// Copyright 2024 OctoFHIR Team
//
// Licensed under the Apache License, Version 2.0 (the "License");
// you may not use this file except in compliance with the License.
// You may obtain a copy of the License at
//
//     http://www.apache.org/licenses/LICENSE-2.0
//
// Unless required by applicable law or agreed to in writing, software
// distributed under the License is distributed on an "AS IS" BASIS,
// WITHOUT WARRANTIES OR CONDITIONS OF ANY KIND, either express or implied.
// See the License for the specific language governing permissions and
// limitations under the License.

//! Error types for X12 parsing and querying
//!
//! This module defines the error types used throughout the crate.

use crate::model::Position;
use thiserror::Error;

/// Result type alias for X12 operations
pub type Result<T> = std::result::Result<T, X12Error>;

/// Broad category of an [`X12Error`]
#[derive(Debug, Clone, Copy, PartialEq, Eq, Hash)]
pub enum ErrorKind {
    /// The input document was absent
    ArgumentNull,
    /// Structural failure while tokenizing or assembling the tree
    Parse,
    /// Element count or length outside a segment header's bounds
    ElementConstraint,
    /// Query string did not match the query grammar
    QuerySyntax,
    /// Query could not be evaluated
    QueryEvaluation,
    /// Mapping schema could not be applied
    Mapping,
}

/// Comprehensive error type for X12 operations
#[derive(Error, Debug, Clone, PartialEq)]
pub enum X12Error {
    /// A required argument was not supplied
    #[error("Argument '{argument}' must be supplied")]
    ArgumentNull {
        /// Name of the missing argument
        argument: String,
    },

    /// Structural parse failure
    #[error("Parse error{}: {message}",
        position.as_ref().map(|p| format!(" at line {}, character {}", p.line, p.character)).unwrap_or_default()
    )]
    Parse {
        /// Human-readable error message
        message: String,
        /// Location in the source document, when known
        position: Option<Position>,
    },

    /// Element count or element length violation
    #[error("Segment '{tag}': {message}")]
    ElementConstraint {
        /// Tag of the offending segment
        tag: String,
        /// Human-readable error message
        message: String,
    },

    /// Query string does not conform to the grammar
    #[error("Query syntax error at position {position} in '{query}': {message}")]
    QuerySyntax {
        /// The query being parsed
        query: String,
        /// Character offset into the query where parsing failed
        position: usize,
        /// Human-readable error message
        message: String,
    },

    /// Query evaluation failure
    #[error("Query evaluation error: {message}")]
    QueryEvaluation {
        /// Human-readable error message
        message: String,
    },

    /// Mapping schema failure
    #[error("Mapping error: {message}")]
    Mapping {
        /// Human-readable error message
        message: String,
    },
}

impl X12Error {
    /// Create an argument-null error
    pub fn argument_null(argument: impl Into<String>) -> Self {
        Self::ArgumentNull {
            argument: argument.into(),
        }
    }

    /// Create a parse error without location
    pub fn parse(message: impl Into<String>) -> Self {
        Self::Parse {
            message: message.into(),
            position: None,
        }
    }

    /// Create a parse error located at `position`
    pub fn parse_at(message: impl Into<String>, position: Position) -> Self {
        Self::Parse {
            message: message.into(),
            position: Some(position),
        }
    }

    /// Create an element constraint error
    pub fn element_constraint(tag: impl Into<String>, message: impl Into<String>) -> Self {
        Self::ElementConstraint {
            tag: tag.into(),
            message: message.into(),
        }
    }

    /// Create a query syntax error
    pub fn query_syntax(query: impl Into<String>, position: usize, message: impl Into<String>) -> Self {
        Self::QuerySyntax {
            query: query.into(),
            position,
            message: message.into(),
        }
    }

    /// Create a query evaluation error
    pub fn query_evaluation(message: impl Into<String>) -> Self {
        Self::QueryEvaluation {
            message: message.into(),
        }
    }

    /// Create a mapping error
    pub fn mapping(message: impl Into<String>) -> Self {
        Self::Mapping {
            message: message.into(),
        }
    }

    /// Category of this error
    pub fn kind(&self) -> ErrorKind {
        match self {
            X12Error::ArgumentNull { .. } => ErrorKind::ArgumentNull,
            X12Error::Parse { .. } => ErrorKind::Parse,
            X12Error::ElementConstraint { .. } => ErrorKind::ElementConstraint,
            X12Error::QuerySyntax { .. } => ErrorKind::QuerySyntax,
            X12Error::QueryEvaluation { .. } => ErrorKind::QueryEvaluation,
            X12Error::Mapping { .. } => ErrorKind::Mapping,
        }
    }
}

#[cfg(test)]
mod tests {
    use super::*;

    #[test]
    fn test_parse_error_display_includes_position() {
        let err = X12Error::parse_at("unexpected trailer", Position::new(4, 2, 57));
        assert_eq!(
            err.to_string(),
            "Parse error at line 4, character 2: unexpected trailer"
        );
        assert_eq!(err.kind(), ErrorKind::Parse);
    }

    #[test]
    fn test_parse_error_display_without_position() {
        let err = X12Error::parse("document too short");
        assert_eq!(err.to_string(), "Parse error: document too short");
    }

    #[test]
    fn test_kinds() {
        assert_eq!(X12Error::argument_null("document").kind(), ErrorKind::ArgumentNull);
        assert_eq!(
            X12Error::query_syntax("REF", 3, "expected element index").kind(),
            ErrorKind::QuerySyntax
        );
        assert_eq!(X12Error::mapping("bad").kind(), ErrorKind::Mapping);
    }
}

- - - - - - -

INSTRUCTIONS TO FOLLOW |
All lines of the entries above where "derive" turns up should be reported.

YOUR RESPONSE |
#[derive(Debug, Clone, Copy, PartialEq, Eq, Hash)]
#[derive(Error, Debug, Clone, PartialEq)]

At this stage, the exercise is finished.